Quand Toulouse découvre
une exoplanète

Des astronomes toulousains viennent d'annoncer, dans la revue Nature, la découverte d'une très jeune planète géante. Grâce à des outils conçus et construits à Toulouse. 

Elle s'appelle «V830 Tau b» et c'est le premier bébé planète de la catégorie des Jupiters chauds découvert à ce jour. A 430 années-lumière de la Terre, au cœur de la constellation du Taureau, cette exoplanète tourne autour d'une étoile d'à peine 2 millions d'années sur une orbite 20 fois plus serrée que celle de la Terre autour du Soleil. La découverte de cette jeune géante chaude vient d'être publiée dans la revue de référence scientifique Nature. Elle apporte la preuve que les planètes de cette catégorie apparaissent très tôt dans la phase de formation d'un système planétaire. 
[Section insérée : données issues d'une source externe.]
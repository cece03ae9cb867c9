use std::path::Path;

use axum::http::StatusCode;
use serde_json::Value;

use ananke_core::hub::MockHubApi;
use ananke_kore::routes;

mod common;
use common::{HOOK_TOKEN, build_test_app, build_test_app_with};

#[tokio::test]
async fn jwks_serves_the_public_key() {
    let app = build_test_app(MockHubApi::new());
    let testdata =
        Path::new(env!("CARGO_MANIFEST_DIR")).join("../ananke-core/testdata/keys");
    std::fs::create_dir_all(&app.layout.keys_dir).unwrap();
    std::fs::copy(
        testdata.join("lti_key.json"),
        app.layout.public_jwk_path(),
    )
    .unwrap();

    let response = app.server.get(routes::JWKS).await;

    response.assert_status_ok();
    let body = response.json::<Value>();
    assert_eq!(body["keys"][0]["kid"], "ananke-test-key");
    assert_eq!(body["keys"][0]["kty"], "RSA");
}

#[tokio::test]
async fn jwks_without_keys_is_a_server_error() {
    let app = build_test_app(MockHubApi::new());

    app.server
        .get(routes::JWKS)
        .await
        .assert_status(StatusCode::INTERNAL_SERVER_ERROR);
}

#[tokio::test]
async fn config_exposes_public_settings_only() {
    let app = build_test_app_with(
        MockHubApi::new(),
        "[lti]\nclient_id = \"client-1\"\n\
         issuer = \"https://lms.example.org\"\n\
         access_token_url = \"https://lms.example.org/token\"\n",
    );

    let response = app.server.get(routes::CONFIG).await;

    response.assert_status_ok();
    let body = response.json::<Value>();
    assert_eq!(body["lti"]["client_id"], "client-1");
    assert_eq!(body["lti"]["grade_push"], true);
    assert!(body["backup"]["timestamp_format"].is_string());
    assert!(!response.text().contains(HOOK_TOKEN));
}
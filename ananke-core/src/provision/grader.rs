use tracing::info;

use crate::course::CourseIdentity;
use crate::gradebook::Gradebook;
use crate::os::ops;
use crate::provision::{
    ProvisionReport, ProvisionStep, Provisioner, nbgrader_config,
};

const SERVER_EXTENSIONS: [(&str, &str); 3] = [
    ("enable", "nbgrader.server_extensions.formgrader"),
    ("disable", "nbgrader.server_extensions.assignment_list"),
    ("disable", "nbgrader.server_extensions.validate_assignment"),
];

/// Lab extension toggles for a grader. Enabled ones are disabled first so a
/// stale user-level state is reset.
const LAB_EXTENSIONS: [(&str, bool); 4] = [
    ("@jupyter/nbgrader:formgrader", true),
    ("@jupyter/nbgrader:assignment-list", false),
    ("@jupyter/nbgrader:create-assignment", true),
    ("@jupyter/nbgrader:validate-assignment", false),
];

impl Provisioner {
    /// Ensures the grader account, its extensions, configuration, course
    /// directory and gradebook exist. Safe to run repeatedly.
    pub async fn provision_grader(
        &self,
        identity: &CourseIdentity,
    ) -> ProvisionReport {
        let grader = identity.grader_account_id.as_str();
        let home = self.layout.grader_home(grader);
        let mut report = ProvisionReport::default();

        if self.account_exists(grader).await {
            info!(grader, "grader account exists, resuming provisioning");
        } else {
            info!(
                grader,
                course_id = %identity.course_id,
                "creating grader account"
            );
            let create = ops::create_account(grader, true);
            if self
                .step(&mut report, ProvisionStep::CreateAccount, &create)
                .await
            {
                report.account_created = true;
                let lock = ops::lock_password(grader);
                self.step(&mut report, ProvisionStep::LockPassword, &lock)
                    .await;
            }
        }

        if !home.is_dir() {
            report.fail(
                ProvisionStep::CreateAccount,
                format!("home directory {} is missing", home.display()),
            );
            return report;
        }

        for (action, extension) in SERVER_EXTENSIONS {
            let spec = ops::jupyter_as(
                grader,
                ["server", "extension", action, "--user", extension],
            );
            if !self
                .step(&mut report, ProvisionStep::ServerExtensions, &spec)
                .await
            {
                break;
            }
        }

        self.toggle_lab_extensions(grader, &mut report).await;

        let config_path = self.layout.grader_nbgrader_config(grader);
        let config =
            nbgrader_config::render(&self.layout, identity, self.feedback);
        let written = match config_path.parent() {
            Some(dir) => std::fs::create_dir_all(dir)
                .and_then(|_| std::fs::write(&config_path, config)),
            None => Ok(()),
        };
        if let Err(err) = written {
            report.fail(ProvisionStep::NbgraderConfig, err);
        }

        let course_dir = self.layout.course_data_dir(grader);
        if let Err(err) = std::fs::create_dir_all(&course_dir) {
            report.fail(ProvisionStep::CourseDirectory, err);
        } else {
            let gradebook = self.layout.gradebook_path(grader);
            match Gradebook::open_or_create(&gradebook).await {
                Ok(book) => book.close().await,
                Err(err) => report.fail(ProvisionStep::Gradebook, err),
            }
        }

        let owner = format!("{grader}:{grader}");
        let chown = ops::chown_recursive(&home, &owner);
        self.step(&mut report, ProvisionStep::Ownership, &chown).await;
        let chmod = ops::chmod_recursive(&home, "go-rwx");
        self.step(&mut report, ProvisionStep::Permissions, &chmod).await;

        if report.is_ready() {
            info!(grader, "grader account ready");
        }
        report
    }

    async fn toggle_lab_extensions(
        &self,
        grader: &str,
        report: &mut ProvisionReport,
    ) {
        for (extension, _) in LAB_EXTENSIONS {
            self.best_effort(&ops::jupyter(["labextension", "unlock", extension]))
                .await;
        }
        for (extension, enabled) in LAB_EXTENSIONS {
            let mut actions = vec!["disable"];
            if enabled {
                actions.push("enable");
            }
            for action in actions {
                let spec = ops::jupyter_as(
                    grader,
                    ["labextension", action, "--level=user", extension],
                );
                self.step(report, ProvisionStep::LabExtensions, &spec).await;
            }
        }
        for (extension, _) in LAB_EXTENSIONS {
            self.best_effort(&ops::jupyter(["labextension", "lock", extension]))
                .await;
        }
    }
}

#[cfg(test)]
mod tests {
    use std::sync::Arc;

    use super::*;
    use crate::layout::Layout;
    use crate::os::testing::RecordingRunner;

    fn identity() -> CourseIdentity {
        CourseIdentity {
            course_id: "c-00aa".into(),
            course_title: "T (c-00aa)".into(),
            course_title_short: "T".into(),
            grader_account_id: "c-00aa".into(),
        }
    }

    fn setup(
        runner: RecordingRunner,
    ) -> (tempfile::TempDir, Arc<RecordingRunner>, Provisioner) {
        let dir = tempfile::tempdir().unwrap();
        let layout = Layout::rooted_at(dir.path());
        let runner = Arc::new(runner.with_home_root(&layout.home_root));
        let provisioner = Provisioner::new(runner.clone(), layout);
        (dir, runner, provisioner)
    }

    #[tokio::test]
    async fn fresh_grader_is_fully_provisioned() {
        let (_dir, runner, provisioner) = setup(RecordingRunner::new());

        let report = provisioner.provision_grader(&identity()).await;

        assert!(report.is_ready(), "{report:?}");
        assert!(report.account_created);
        assert!(runner.has_account("c-00aa"));
        let layout = provisioner.layout();
        assert!(layout.gradebook_path("c-00aa").is_file());
        let config =
            std::fs::read_to_string(layout.grader_nbgrader_config("c-00aa"))
                .unwrap();
        assert!(config.contains("c.CourseDirectory.course_id = 'c-00aa'"));

        let lines = runner.command_lines();
        assert!(lines.contains(
            &"useradd --create-home --shell=/bin/bash c-00aa".to_string()
        ));
        assert!(lines.contains(&"usermod -L c-00aa".to_string()));
        assert_eq!(runner.count("labextension unlock"), 4);
        assert_eq!(runner.count("labextension lock"), 4);
        assert_eq!(runner.count("chmod -R go-rwx"), 1);
    }

    #[tokio::test]
    async fn existing_account_is_not_recreated() {
        let (dir, runner, provisioner) =
            setup(RecordingRunner::new().with_account("c-00aa"));
        let home = Layout::rooted_at(dir.path()).grader_home("c-00aa");
        std::fs::create_dir_all(home).unwrap();

        let report = provisioner.provision_grader(&identity()).await;

        assert!(report.is_ready());
        assert!(!report.account_created);
        assert_eq!(runner.count("useradd"), 0);
    }

    #[tokio::test]
    async fn failed_useradd_leaves_course_unprovisioned() {
        let (_dir, runner, provisioner) =
            setup(RecordingRunner::new().failing_on("useradd"));

        let report = provisioner.provision_grader(&identity()).await;

        assert!(!report.is_ready());
        assert!(report.failed(ProvisionStep::CreateAccount));
        assert!(!provisioner.layout().course_data_dir("c-00aa").exists());
        assert_eq!(runner.count("jupyter"), 0);
    }

    #[tokio::test]
    async fn extension_failures_do_not_block_course_data() {
        let (_dir, _runner, provisioner) =
            setup(RecordingRunner::new().failing_on("labextension enable"));

        let report = provisioner.provision_grader(&identity()).await;

        assert!(report.failed(ProvisionStep::LabExtensions));
        assert!(report.is_ready());
        assert!(provisioner.layout().gradebook_path("c-00aa").is_file());
    }
}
«Nous allons avancer dans la compréhension de la formation des systèmes planétaires et de l'évolution de leur architecture», souligne Jean-François Donati, directeur de recherche CNRS à l'IRAP (Institut de recherche en astrophysique et planétologie, laboratoire mixte de recherche CNRS/Université Toulouse III Paul Sabatier, membre de l'Observatoire Midi-Pyrénées) et premier auteur de la publication. Le repérage de cette planète a été possible grâce à l'utilisation de deux instruments toulousains, conçus et construits à l'IRAP : les spectropolarimètres ESPaDOns et NARVAL, installés sur les télescopes d'Hawaï (TCFH, télescope Canada France Hawaï) et du Pic du Midi (TBL, télescope Bernard Lyot). 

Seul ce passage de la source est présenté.